I was buying some socks this week and I asked the shop assistant what size the socks were. She said, ‘Well, you can read it.” I explained that I could not read the light olive lettering on the brown packaging, especially in the dim light inside the shop. So she read them out to me. I have glaucoma and have experienced reduced vision recently. However, I am sure even people with good eye sight would have struggled to read the packaging.
The point is that we assume so many things about other people, especially their abilities and disabilities that we can appear to be almost rude and heartless. Once, when I was crossing the road a little slowly and carefully after I had my stroke, a car driver opened his window and shouted sarcastically, “Take your time, dear!” I know I am young and the driver wouldn’t have known that I had a stroke but why assume that every young person has good health?

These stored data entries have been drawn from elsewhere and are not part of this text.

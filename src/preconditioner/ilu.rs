//! ILU(0) factorization with zero fill (Saad §10.3).
//!
//! The factorization runs the IKJ variant of Gaussian elimination on a copy of
//! the CSR values. Only positions stored in the input pattern are updated;
//! fill-in is discarded. Explicitly stored zeros belong to the pattern and are
//! updated like any other entry.
//!
//! # Factors
//! - `L`: strictly lower part holding the multipliers; its unit diagonal is
//!   implicit and not stored.
//! - `U`: diagonal and upper part; the diagonal is the first entry of each row.
//!
//! `L·U` reproduces the input at every position of its pattern.
//!
//! # Breakdown
//! A missing diagonal entry or a pivot with `|u_kk| <= pivot_tolerance · max_j |a_kj|`
//! aborts `setup` with [`KError::ZeroPivot`]. Application never divides by a
//! pivot that was not checked.
//!
//! # References
//! - Saad, Y. (2003). Iterative Methods for Sparse Linear Systems, Algorithm 10.4.

use crate::core::traits::Scalar;
use crate::error::KError;
use crate::matrix::CsrMatrix;
use crate::preconditioner::{check_apply_dims, check_square, Preconditioner};
use faer::Mat;

const UNSET: usize = usize::MAX;

#[derive(Debug, Clone)]
struct IluFactors<T> {
    l: CsrMatrix<T>,
    u: CsrMatrix<T>,
}

/// Incomplete LU preconditioner with zero fill-in.
#[derive(Debug, Clone)]
pub struct Ilu0<T> {
    pivot_tolerance: T,
    factors: Option<IluFactors<T>>,
}

impl<T: Scalar> Ilu0<T> {
    /// Uses `T::epsilon()` as relative pivot tolerance.
    pub fn new() -> Self {
        Self { pivot_tolerance: T::epsilon(), factors: None }
    }

    /// Pivots at or below `tol` times the largest magnitude of their row are
    /// treated as zero. `tol` must be finite and non-negative; zero still
    /// rejects exact zero pivots.
    pub fn with_pivot_tolerance(mut self, tol: T) -> Result<Self, KError> {
        if !(tol.is_finite() && tol >= T::zero()) {
            return Err(KError::InvalidParameter(format!(
                "pivot tolerance must be non-negative and finite, got {tol:?}"
            )));
        }
        self.pivot_tolerance = tol;
        Ok(self)
    }

    pub fn pivot_tolerance(&self) -> T {
        self.pivot_tolerance
    }

    pub fn is_initialized(&self) -> bool {
        self.factors.is_some()
    }

    /// Dimension of the factored matrix, if any.
    pub fn dim(&self) -> Option<usize> {
        self.factors.as_ref().map(|f| f.u.nrows())
    }

    /// Compute the L and U factors of `a`.
    pub fn initialize(&mut self, a: &CsrMatrix<T>) -> Result<(), KError> {
        check_square(a.nrows(), a.ncols())?;
        // a failed factorization leaves the preconditioner uninitialized
        self.factors = None;
        let n = a.nrows();
        let row_ptr = a.row_ptr();
        let col_idx = a.col_idx();
        let mut vals = a.values().to_vec();

        let mut diag = vec![UNSET; n];
        let mut row_scale = vec![T::zero(); n];
        for i in 0..n {
            diag[i] = a.position(i, i).ok_or(KError::ZeroPivot(i))?;
            row_scale[i] = a.row(i).fold(T::zero(), |m, (_, v)| m.max(v.abs()));
        }

        // iw[j] = position of (i, j) in the current row i, or UNSET
        let mut iw = vec![UNSET; n];
        for i in 0..n {
            let row = row_ptr[i]..row_ptr[i + 1];
            for p in row.clone() {
                iw[col_idx[p]] = p;
            }
            for p in row.clone() {
                let k = col_idx[p];
                if k >= i {
                    break;
                }
                let l_ik = vals[p] / vals[diag[k]];
                vals[p] = l_ik;
                for q in (diag[k] + 1)..row_ptr[k + 1] {
                    let w = iw[col_idx[q]];
                    if w != UNSET {
                        vals[w] = vals[w] - l_ik * vals[q];
                    }
                }
            }
            let pivot = vals[diag[i]];
            if !pivot.is_finite() || pivot.abs() <= self.pivot_tolerance * row_scale[i] {
                log::warn!("ILU(0) breakdown: pivot {pivot:?} in row {i}");
                return Err(KError::ZeroPivot(i));
            }
            for p in row {
                iw[col_idx[p]] = UNSET;
            }
        }

        let factors = split_factors(n, row_ptr, col_idx, &vals, &diag);
        log::debug!(
            "ILU(0) of {n}x{n} matrix: nnz(L) = {}, nnz(U) = {}",
            factors.l.nnz(),
            factors.u.nnz()
        );
        self.factors = Some(factors);
        Ok(())
    }

    fn factors(&self) -> Result<&IluFactors<T>, KError> {
        self.factors.as_ref().ok_or(KError::NotInitialized)
    }

    /// Solve L·U z = r.
    pub fn approximate_into(&self, r: &[T], z: &mut [T]) -> Result<(), KError> {
        let IluFactors { l, u } = self.factors()?;
        let n = u.nrows();
        check_apply_dims(n, r.len(), z.len())?;
        // forward substitution: L y = r, y stored in z
        for i in 0..n {
            z[i] = l.row(i).fold(r[i], |acc, (j, l_ij)| acc - l_ij * z[j]);
        }
        // backward substitution: U z = y
        for i in (0..n).rev() {
            let mut entries = u.row(i);
            let (_, u_ii) = entries.next().ok_or(KError::ZeroPivot(i))?;
            let sum = entries.fold(z[i], |acc, (j, u_ij)| acc - u_ij * z[j]);
            z[i] = sum / u_ii;
        }
        Ok(())
    }

    /// Solve (L·U)ᵀ z = r, i.e. Uᵀ y = r followed by Lᵀ z = y.
    pub fn approximate_transpose_into(&self, r: &[T], z: &mut [T]) -> Result<(), KError> {
        let IluFactors { l, u } = self.factors()?;
        let n = u.nrows();
        check_apply_dims(n, r.len(), z.len())?;
        z.copy_from_slice(r);
        // Uᵀ is lower triangular: column sweep over the rows of U
        for i in 0..n {
            let mut entries = u.row(i);
            let (_, u_ii) = entries.next().ok_or(KError::ZeroPivot(i))?;
            let y_i = z[i] / u_ii;
            z[i] = y_i;
            for (j, u_ij) in entries {
                z[j] = z[j] - u_ij * y_i;
            }
        }
        // Lᵀ is unit upper triangular
        for i in (0..n).rev() {
            let z_i = z[i];
            for (j, l_ij) in l.row(i) {
                z[j] = z[j] - l_ij * z_i;
            }
        }
        Ok(())
    }

    /// Allocating variant of [`Ilu0::approximate_into`].
    pub fn approximate(&self, r: &[T]) -> Result<Vec<T>, KError> {
        let mut z = vec![T::zero(); r.len()];
        self.approximate_into(r, &mut z)?;
        Ok(z)
    }

    pub fn approximate_transpose(&self, r: &[T]) -> Result<Vec<T>, KError> {
        let mut z = vec![T::zero(); r.len()];
        self.approximate_transpose_into(r, &mut z)?;
        Ok(z)
    }

    #[cfg(test)]
    pub(crate) fn lower(&self) -> Option<&CsrMatrix<T>> {
        self.factors.as_ref().map(|f| &f.l)
    }

    #[cfg(test)]
    pub(crate) fn upper(&self) -> Option<&CsrMatrix<T>> {
        self.factors.as_ref().map(|f| &f.u)
    }
}

impl<T: Scalar> Default for Ilu0<T> {
    fn default() -> Self {
        Self::new()
    }
}

/// Split the eliminated values into the strictly lower and the upper factor.
fn split_factors<T: Scalar>(
    n: usize,
    row_ptr: &[usize],
    col_idx: &[usize],
    vals: &[T],
    diag: &[usize],
) -> IluFactors<T> {
    let mut l_ptr = Vec::with_capacity(n + 1);
    let mut l_idx = Vec::new();
    let mut l_val = Vec::new();
    let mut u_ptr = Vec::with_capacity(n + 1);
    let mut u_idx = Vec::new();
    let mut u_val = Vec::new();
    l_ptr.push(0);
    u_ptr.push(0);
    for i in 0..n {
        l_idx.extend_from_slice(&col_idx[row_ptr[i]..diag[i]]);
        l_val.extend_from_slice(&vals[row_ptr[i]..diag[i]]);
        u_idx.extend_from_slice(&col_idx[diag[i]..row_ptr[i + 1]]);
        u_val.extend_from_slice(&vals[diag[i]..row_ptr[i + 1]]);
        l_ptr.push(l_idx.len());
        u_ptr.push(u_idx.len());
    }
    IluFactors {
        l: CsrMatrix::from_parts_unchecked(n, n, l_ptr, l_idx, l_val),
        u: CsrMatrix::from_parts_unchecked(n, n, u_ptr, u_idx, u_val),
    }
}

impl<T: Scalar> Preconditioner<CsrMatrix<T>, Vec<T>> for Ilu0<T> {
    fn setup(&mut self, a: &CsrMatrix<T>) -> Result<(), KError> {
        self.initialize(a)
    }

    fn apply(&self, r: &Vec<T>, z: &mut Vec<T>) -> Result<(), KError> {
        self.approximate_into(r, z)
    }

    fn apply_transpose(&self, r: &Vec<T>, z: &mut Vec<T>) -> Result<(), KError> {
        self.approximate_transpose_into(r, z)
    }
}

/// Dense input: the pattern is the set of nonzero entries.
impl<T: Scalar> Preconditioner<Mat<T>, Vec<T>> for Ilu0<T> {
    fn setup(&mut self, a: &Mat<T>) -> Result<(), KError> {
        check_square(a.nrows(), a.ncols())?;
        self.initialize(&CsrMatrix::from_dense(a))
    }

    fn apply(&self, r: &Vec<T>, z: &mut Vec<T>) -> Result<(), KError> {
        self.approximate_into(r, z)
    }

    fn apply_transpose(&self, r: &Vec<T>, z: &mut Vec<T>) -> Result<(), KError> {
        self.approximate_transpose_into(r, z)
    }
}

I employed a deaf assistant for over five years. She could not find a job for a long time because she was deaf but that is another story. She was a fine lip reader and we got along fine too. She used to tell me how often people would be angry at her for not listening! Or when cycling, other drivers would assume she could hear and do things like shouting at her to watch out as they jumped the light. Once, I was using the toilet for disabled in an airport, the cleaner told me disapprovingly, “You don’t look disabled to me.” I could have lectured her for half hour as to the reasons I needed to use the toilet for the disabled and thereby missed my flight, but I just smiled and left.
The key word here was, “you don’t look….”. Do we all need walking sticks or wheelchairs to announce we are differently abled? We all have disabilities. We are all different. All it takes is to recognise that we are all humans with different abilities and the world would be a much nicer place. Stephen Wiltshire is an amazing artist who can draw anything to the finest details even after seeing it for a few seconds. He has drawn the whole of London in detail after flying once over the city! He is also autistic.
(http://www.stephenwiltshire.co.uk/London_Panorama_drawing_by_Stephen_Wiltshire.aspx)
Stephen was mute when young. At the age of three, he was diagnosed with autism. The same year, his father died in a motorbike accident. Now those would have been enough for anyone to become discouraged with life, especially a child. But he began to communicate through drawing. He also learned to speak at the age of five. At the age of eight, he started drawing imaginary cityscapes. When he was ten, Wiltshire drew a sequence of drawings of London landmarks, one for each letter, that he called a “London Alphabet”. Now at 39 years old, he has a permanent gallery in London and received many awards including a MBE. Stephen can draw beautifully. I am not good at detailed drawing. I have different qualities- some better than his and some worse. This is what makes me what I am.
Today, let us all be proud of who we are and celebrate our differences!